Reputation: 563
I need to run some experiments on custom datasets using pytorch. The question is, how can I create a dataset using torch.Dataloader?
I have two lists, one is called Values and has a datapoint tensor at every entry, and the other one is called Labels, that has the corresponding label. What I did is the following:
for i in range(samples):
dataset[i] = [values[i],labels[I]]
So I have a list with datapoint and respective label, and then tried the following:
dataset = torch.tensor(dataset).float()
dataset = torch.utils.data.TensorDataset(dataset)
data_loader = torch.utils.data.DataLoader(dataset=dataset, batch_size=100, shuffle=True, num_workers=4, pin_memory=True)

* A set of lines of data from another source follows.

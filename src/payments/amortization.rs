use rust_decimal::Decimal;
use rust_decimal_macros::dec;

use crate::decimal::{Money, Rate};
use crate::errors::{CreditError, Result};

/// decimal places an EMI is rounded to
pub const EMI_DP: u32 = 2;

/// highest annual rate the formula accepts
pub const MAX_ANNUAL_RATE_PCT: Decimal = dec!(50);

/// amortization calculator for fixed-rate equal installment loans
#[derive(Debug, Clone, Copy, Default)]
pub struct AmortizationCalculator;

impl AmortizationCalculator {
    pub fn new() -> Self {
        Self
    }

    /// monthly installment for the given terms, see [`compute_emi`]
    pub fn emi(&self, principal: Money, annual_rate: Rate, tenure_months: u32) -> Result<Money> {
        compute_emi(principal, annual_rate, tenure_months)
    }
}

/// calculate EMI rounded to 2 decimal places (half to even)
///
/// EMI = P * r * (1 + r)^n / ((1 + r)^n - 1) with r = annual percent / 1200.
/// A zero rate falls back to straight-line P / n.
pub fn compute_emi(principal: Money, annual_rate: Rate, tenure_months: u32) -> Result<Money> {
    if tenure_months == 0 {
        return Err(CreditError::InvalidInput {
            message: "tenure must be at least one month".to_string(),
        });
    }

    if !principal.is_positive() {
        return Err(CreditError::InvalidInput {
            message: format!("principal must be positive, got {}", principal),
        });
    }

    let rate_pct = annual_rate.as_percentage();
    if rate_pct < Decimal::ZERO || rate_pct > MAX_ANNUAL_RATE_PCT {
        return Err(CreditError::InvalidInput {
            message: format!("annual rate must be within [0, 50], got {}", annual_rate),
        });
    }

    let r = annual_rate.monthly_rate().as_decimal();

    if r.is_zero() {
        let straight = principal.as_decimal() / Decimal::from(tenure_months);
        return Ok(Money::from_decimal(straight.round_dp(EMI_DP)));
    }

    // (1 + r)^n
    let base = Decimal::ONE + r;
    let mut compound = Decimal::ONE;
    for _ in 0..tenure_months {
        compound = compound.checked_mul(base).ok_or(CreditError::CalculationError {
            message: "compound factor overflow".to_string(),
        })?;
    }

    let numerator = principal
        .as_decimal()
        .checked_mul(r)
        .and_then(|scaled| scaled.checked_mul(compound))
        .ok_or(CreditError::CalculationError {
            message: format!("emi for principal {} overflows", principal),
        })?;
    let denominator = compound - Decimal::ONE;

    Ok(Money::from_decimal((numerator / denominator).round_dp(EMI_DP)))
}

But, first of all, I get the error "Not a sequence" in the torch.tensor command, and second, I'm not sure this is the right way of creating one. Any suggestion?
Thank you very much!
Upvotes: 0
Views: 3494
Reputation: 51
Just to enrich the answer by @shai
class MyDataset(Dataset):
def __init__(self, values):
super(MyDataset, self).__init__()
self.values = values
def __len__(self):
return len(self.values)
def __getitem__(self, index):
return self.values[index]
values = np.random.rand(51000, 3)
dataset = MyDataset(values)
Upvotes: 1
Reputation: 114866
You do not need to overload DataLoader
, but rather create a Dataset
for your data.
For instance,
class MyDataset(Dataset):
def __init__(self):
super(MyDataset, self).__init__()
# do stuff here?
self.values = values
self.labels = labels
def __len__(self):
return len(self.values) # number of samples in the dataset
def __getitem__(self, index):
return self.values[index], self.labels[index]
Upvotes: 3